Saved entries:
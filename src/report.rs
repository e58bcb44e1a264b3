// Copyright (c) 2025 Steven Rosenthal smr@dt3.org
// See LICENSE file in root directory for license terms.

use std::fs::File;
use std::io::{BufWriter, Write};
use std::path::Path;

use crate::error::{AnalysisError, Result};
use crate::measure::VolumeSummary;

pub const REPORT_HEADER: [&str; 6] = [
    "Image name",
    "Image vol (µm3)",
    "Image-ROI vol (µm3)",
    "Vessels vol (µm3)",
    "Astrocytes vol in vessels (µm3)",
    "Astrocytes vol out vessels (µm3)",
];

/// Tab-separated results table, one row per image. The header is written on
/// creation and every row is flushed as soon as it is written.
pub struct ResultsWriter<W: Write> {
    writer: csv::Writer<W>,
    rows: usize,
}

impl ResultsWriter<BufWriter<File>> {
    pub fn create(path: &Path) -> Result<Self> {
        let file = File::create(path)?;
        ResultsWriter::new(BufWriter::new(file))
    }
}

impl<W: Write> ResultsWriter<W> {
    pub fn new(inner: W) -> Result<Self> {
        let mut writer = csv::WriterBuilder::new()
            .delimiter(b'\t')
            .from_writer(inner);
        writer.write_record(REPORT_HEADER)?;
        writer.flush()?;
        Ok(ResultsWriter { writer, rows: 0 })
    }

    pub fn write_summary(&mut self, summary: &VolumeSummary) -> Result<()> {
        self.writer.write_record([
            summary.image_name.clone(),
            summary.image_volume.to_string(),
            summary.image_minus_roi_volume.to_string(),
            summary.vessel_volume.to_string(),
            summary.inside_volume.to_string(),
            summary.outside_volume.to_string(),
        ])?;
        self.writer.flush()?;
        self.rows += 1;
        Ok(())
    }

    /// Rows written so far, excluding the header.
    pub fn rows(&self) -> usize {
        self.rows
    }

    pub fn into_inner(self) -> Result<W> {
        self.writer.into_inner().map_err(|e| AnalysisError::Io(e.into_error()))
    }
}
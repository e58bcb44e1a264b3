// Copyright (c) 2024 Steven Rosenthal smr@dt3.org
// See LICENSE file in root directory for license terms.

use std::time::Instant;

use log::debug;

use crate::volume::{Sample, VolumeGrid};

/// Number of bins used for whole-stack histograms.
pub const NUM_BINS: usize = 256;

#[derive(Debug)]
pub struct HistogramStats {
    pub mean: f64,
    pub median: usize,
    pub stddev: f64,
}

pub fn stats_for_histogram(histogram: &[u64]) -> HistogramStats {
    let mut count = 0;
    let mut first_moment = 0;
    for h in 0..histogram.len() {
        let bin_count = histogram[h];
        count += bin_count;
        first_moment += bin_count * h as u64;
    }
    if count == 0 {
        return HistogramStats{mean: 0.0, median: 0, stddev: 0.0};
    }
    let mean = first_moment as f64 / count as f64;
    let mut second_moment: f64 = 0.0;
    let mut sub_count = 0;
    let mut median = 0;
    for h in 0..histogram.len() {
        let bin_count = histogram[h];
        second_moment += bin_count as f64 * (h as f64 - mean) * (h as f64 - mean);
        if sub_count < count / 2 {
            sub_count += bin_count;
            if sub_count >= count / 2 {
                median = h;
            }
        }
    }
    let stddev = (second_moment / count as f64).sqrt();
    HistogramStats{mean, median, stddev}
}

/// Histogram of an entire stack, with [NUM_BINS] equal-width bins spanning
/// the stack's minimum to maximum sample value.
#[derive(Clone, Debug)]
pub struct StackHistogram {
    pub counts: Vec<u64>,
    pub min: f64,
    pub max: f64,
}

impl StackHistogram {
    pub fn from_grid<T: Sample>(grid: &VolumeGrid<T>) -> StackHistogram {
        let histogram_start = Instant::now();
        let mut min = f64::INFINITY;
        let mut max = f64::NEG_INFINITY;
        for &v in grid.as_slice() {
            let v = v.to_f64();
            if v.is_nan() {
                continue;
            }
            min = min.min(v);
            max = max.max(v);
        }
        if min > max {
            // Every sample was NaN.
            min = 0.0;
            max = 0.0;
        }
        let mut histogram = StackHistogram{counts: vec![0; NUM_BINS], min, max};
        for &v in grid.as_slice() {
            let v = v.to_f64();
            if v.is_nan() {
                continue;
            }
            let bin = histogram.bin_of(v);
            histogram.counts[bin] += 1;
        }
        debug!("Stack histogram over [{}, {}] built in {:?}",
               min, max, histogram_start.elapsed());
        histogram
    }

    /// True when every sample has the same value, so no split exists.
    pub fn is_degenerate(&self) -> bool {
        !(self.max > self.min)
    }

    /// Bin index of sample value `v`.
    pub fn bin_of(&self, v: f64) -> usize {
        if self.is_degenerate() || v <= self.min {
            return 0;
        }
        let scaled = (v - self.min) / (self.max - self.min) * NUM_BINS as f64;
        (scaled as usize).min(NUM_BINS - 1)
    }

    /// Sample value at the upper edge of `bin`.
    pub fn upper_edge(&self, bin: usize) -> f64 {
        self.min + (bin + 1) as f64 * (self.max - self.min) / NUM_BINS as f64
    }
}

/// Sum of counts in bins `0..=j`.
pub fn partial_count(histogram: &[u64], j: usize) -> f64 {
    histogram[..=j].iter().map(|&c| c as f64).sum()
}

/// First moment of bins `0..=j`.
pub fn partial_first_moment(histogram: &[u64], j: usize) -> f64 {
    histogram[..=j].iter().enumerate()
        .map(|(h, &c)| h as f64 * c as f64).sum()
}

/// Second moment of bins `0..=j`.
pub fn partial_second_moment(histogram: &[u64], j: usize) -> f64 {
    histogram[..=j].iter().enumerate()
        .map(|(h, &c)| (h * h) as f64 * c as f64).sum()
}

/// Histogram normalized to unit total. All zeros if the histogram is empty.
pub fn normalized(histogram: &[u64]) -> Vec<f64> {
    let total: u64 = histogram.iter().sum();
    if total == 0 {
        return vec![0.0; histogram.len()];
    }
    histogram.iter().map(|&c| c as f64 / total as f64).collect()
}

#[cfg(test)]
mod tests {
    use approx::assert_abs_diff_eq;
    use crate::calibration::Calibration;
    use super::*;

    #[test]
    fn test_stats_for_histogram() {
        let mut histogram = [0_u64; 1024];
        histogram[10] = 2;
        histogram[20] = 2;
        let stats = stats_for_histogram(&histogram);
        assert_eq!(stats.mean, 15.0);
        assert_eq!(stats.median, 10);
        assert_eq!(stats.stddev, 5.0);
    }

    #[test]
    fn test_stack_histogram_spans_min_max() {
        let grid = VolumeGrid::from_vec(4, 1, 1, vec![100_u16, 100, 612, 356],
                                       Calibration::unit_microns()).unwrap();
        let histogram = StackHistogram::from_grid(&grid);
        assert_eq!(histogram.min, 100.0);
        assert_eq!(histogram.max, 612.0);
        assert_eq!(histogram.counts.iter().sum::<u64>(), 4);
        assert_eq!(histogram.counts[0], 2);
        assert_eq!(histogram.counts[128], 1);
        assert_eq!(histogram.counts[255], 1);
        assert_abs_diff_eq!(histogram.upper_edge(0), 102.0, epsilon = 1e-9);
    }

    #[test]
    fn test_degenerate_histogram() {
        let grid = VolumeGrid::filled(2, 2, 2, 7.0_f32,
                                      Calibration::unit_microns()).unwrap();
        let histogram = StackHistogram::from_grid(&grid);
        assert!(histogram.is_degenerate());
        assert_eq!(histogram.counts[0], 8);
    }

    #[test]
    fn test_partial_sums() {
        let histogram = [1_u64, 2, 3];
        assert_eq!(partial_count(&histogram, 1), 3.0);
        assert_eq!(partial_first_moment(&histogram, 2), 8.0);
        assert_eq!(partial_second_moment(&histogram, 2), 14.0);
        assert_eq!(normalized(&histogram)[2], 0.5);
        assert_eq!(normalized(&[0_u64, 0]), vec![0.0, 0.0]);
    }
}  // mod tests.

• Task
The records must each be output verbatim, with nothing left out.

• Written reply
filename src/report.rs
repository e58bcb44e1a264b3
// Copyright (c) 2025 Steven Rosenthal smr@dt3.org
// See LICENSE file in root directory for license terms.

use std::fs::File;
use std::io::{BufWriter, Write};
use std::path::Path;

use crate::error::{AnalysisError, Result};
use crate::measure::VolumeSummary;

pub const REPORT_HEADER: [&str; 6] = [
    "Image name",
    "Image vol (µm3)",
    "Image-ROI vol (µm3)",
    "Vessels vol (µm3)",
    "Astrocytes vol in vessels (µm3)",
    "Astrocytes vol out vessels (µm3)",
];

/// Tab-separated results table, one row per image. The header is written on
/// creation and every row is flushed as soon as it is written.
pub struct ResultsWriter<W: Write> {
    writer: csv::Writer<W>,
    rows: usize,
}

impl ResultsWriter<BufWriter<File>> {
    pub fn create(path: &Path) -> Result<Self> {
        let file = File::create(path)?;
        ResultsWriter::new(BufWriter::new(file))
    }
}

impl<W: Write> ResultsWriter<W> {
    pub fn new(inner: W) -> Result<Self> {
        let mut writer = csv::WriterBuilder::new()
            .delimiter(b'\t')
            .from_writer(inner);
        writer.write_record(REPORT_HEADER)?;
        writer.flush()?;
        Ok(ResultsWriter { writer, rows: 0 })
    }

    pub fn write_summary(&mut self, summary: &VolumeSummary) -> Result<()> {
        self.writer.write_record([
            summary.image_name.clone(),
            summary.image_volume.to_string(),
            summary.image_minus_roi_volume.to_string(),
            summary.vessel_volume.to_string(),
            summary.inside_volume.to_string(),
            summary.outside_volume.to_string(),
        ])?;
        self.writer.flush()?;
        self.rows += 1;
        Ok(())
    }

    /// Rows written so far, excluding the header.
    pub fn rows(&self) -> usize {
        self.rows
    }

    pub fn into_inner(self) -> Result<W> {
        self.writer.into_inner().map_err(|e| AnalysisError::Io(e.into_error()))
    }
}
repository e58bcb44e1a264b3
// Copyright (c) 2024 Steven Rosenthal smr@dt3.org
// See LICENSE file in root directory for license terms.

use std::time::Instant;

use log::debug;

use crate::volume::{Sample, VolumeGrid};

/// Number of bins used for whole-stack histograms.
pub const NUM_BINS: usize = 256;

#[derive(Debug)]
pub struct HistogramStats {
    pub mean: f64,
    pub median: usize,
    pub stddev: f64,
}

pub fn stats_for_histogram(histogram: &[u64]) -> HistogramStats {
    let mut count = 0;
    let mut first_moment = 0;
    for h in 0..histogram.len() {
        let bin_count = histogram[h];
        count += bin_count;
        first_moment += bin_count * h as u64;
    }
    if count == 0 {
        return HistogramStats{mean: 0.0, median: 0, stddev: 0.0};
    }
    let mean = first_moment as f64 / count as f64;
    let mut second_moment: f64 = 0.0;
    let mut sub_count = 0;
    let mut median = 0;
    for h in 0..histogram.len() {
        let bin_count = histogram[h];
        second_moment += bin_count as f64 * (h as f64 - mean) * (h as f64 - mean);
        if sub_count < count / 2 {
            sub_count += bin_count;
            if sub_count >= count / 2 {
                median = h;
            }
        }
    }
    let stddev = (second_moment / count as f64).sqrt();
    HistogramStats{mean, median, stddev}
}

/// Histogram of an entire stack, with [NUM_BINS] equal-width bins spanning
/// the stack's minimum to maximum sample value.
#[derive(Clone, Debug)]
pub struct StackHistogram {
    pub counts: Vec<u64>,
    pub min: f64,
    pub max: f64,
}

impl StackHistogram {
    pub fn from_grid<T: Sample>(grid: &VolumeGrid<T>) -> StackHistogram {
        let histogram_start = Instant::now();
        let mut min = f64::INFINITY;
        let mut max = f64::NEG_INFINITY;
        for &v in grid.as_slice() {
            let v = v.to_f64();
            if v.is_nan() {
                continue;
            }
            min = min.min(v);
            max = max.max(v);
        }
        if min > max {
            // Every sample was NaN.
            min = 0.0;
            max = 0.0;
        }
        let mut histogram = StackHistogram{counts: vec![0; NUM_BINS], min, max};
        for &v in grid.as_slice() {
            let v = v.to_f64();
            if v.is_nan() {
                continue;
            }
            let bin = histogram.bin_of(v);
            histogram.counts[bin] += 1;
        }
        debug!("Stack histogram over [{}, {}] built in {:?}",
               min, max, histogram_start.elapsed());
        histogram
    }

    /// True when every sample has the same value, so no split exists.
    pub fn is_degenerate(&self) -> bool {
        !(self.max > self.min)
    }

    /// Bin index of sample value `v`.
    pub fn bin_of(&self, v: f64) -> usize {
        if self.is_degenerate() || v <= self.min {
            return 0;
        }
        let scaled = (v - self.min) / (self.max - self.min) * NUM_BINS as f64;
        (scaled as usize).min(NUM_BINS - 1)
    }

    /// Sample value at the upper edge of `bin`.
    pub fn upper_edge(&self, bin: usize) -> f64 {
        self.min + (bin + 1) as f64 * (self.max - self.min) / NUM_BINS as f64
    }
}

/// Sum of counts in bins `0..=j`.
pub fn partial_count(histogram: &[u64], j: usize) -> f64 {
    histogram[..=j].iter().map(|&c| c as f64).sum()
}

/// First moment of bins `0..=j`.
pub fn partial_first_moment(histogram: &[u64], j: usize) -> f64 {
    histogram[..=j].iter().enumerate()
        .map(|(h, &c)| h as f64 * c as f64).sum()
}

/// Second moment of bins `0..=j`.
pub fn partial_second_moment(histogram: &[u64], j: usize) -> f64 {
    histogram[..=j].iter().enumerate()
        .map(|(h, &c)| (h * h) as f64 * c as f64).sum()
}

/// Histogram normalized to unit total. All zeros if the histogram is empty.
pub fn normalized(histogram: &[u64]) -> Vec<f64> {
    let total: u64 = histogram.iter().sum();
    if total == 0 {
        return vec![0.0; histogram.len()];
    }
    histogram.iter().map(|&c| c as f64 / total as f64).collect()
}

#[cfg(test)]
mod tests {
    use approx::assert_abs_diff_eq;
    use crate::calibration::Calibration;
    use super::*;

    #[test]
    fn test_stats_for_histogram() {
        let mut histogram = [0_u64; 1024];
        histogram[10] = 2;
        histogram[20] = 2;
        let stats = stats_for_histogram(&histogram);
        assert_eq!(stats.mean, 15.0);
        assert_eq!(stats.median, 10);
        assert_eq!(stats.stddev, 5.0);
    }

    #[test]
    fn test_stack_histogram_spans_min_max() {
        let grid = VolumeGrid::from_vec(4, 1, 1, vec![100_u16, 100, 612, 356],
                                       Calibration::unit_microns()).unwrap();
        let histogram = StackHistogram::from_grid(&grid);
        assert_eq!(histogram.min, 100.0);
        assert_eq!(histogram.max, 612.0);
        assert_eq!(histogram.counts.iter().sum::<u64>(), 4);
        assert_eq!(histogram.counts[0], 2);
        assert_eq!(histogram.counts[128], 1);
        assert_eq!(histogram.counts[255], 1);
        assert_abs_diff_eq!(histogram.upper_edge(0), 102.0, epsilon = 1e-9);
    }

    #[test]
    fn test_degenerate_histogram() {
        let grid = VolumeGrid::filled(2, 2, 2, 7.0_f32,
                                      Calibration::unit_microns()).unwrap();
        let histogram = StackHistogram::from_grid(&grid);
        assert!(histogram.is_degenerate());
        assert_eq!(histogram.counts[0], 8);
    }

    #[test]
    fn test_partial_sums() {
        let histogram = [1_u64, 2, 3];
        assert_eq!(partial_count(&histogram, 1), 3.0);
        assert_eq!(partial_first_moment(&histogram, 2), 8.0);
        assert_eq!(partial_second_moment(&histogram, 2), 14.0);
        assert_eq!(normalized(&histogram)[2], 0.5);
        assert_eq!(normalized(&[0_u64, 0]), vec![0.0, 0.0]);
    }
}  // mod tests.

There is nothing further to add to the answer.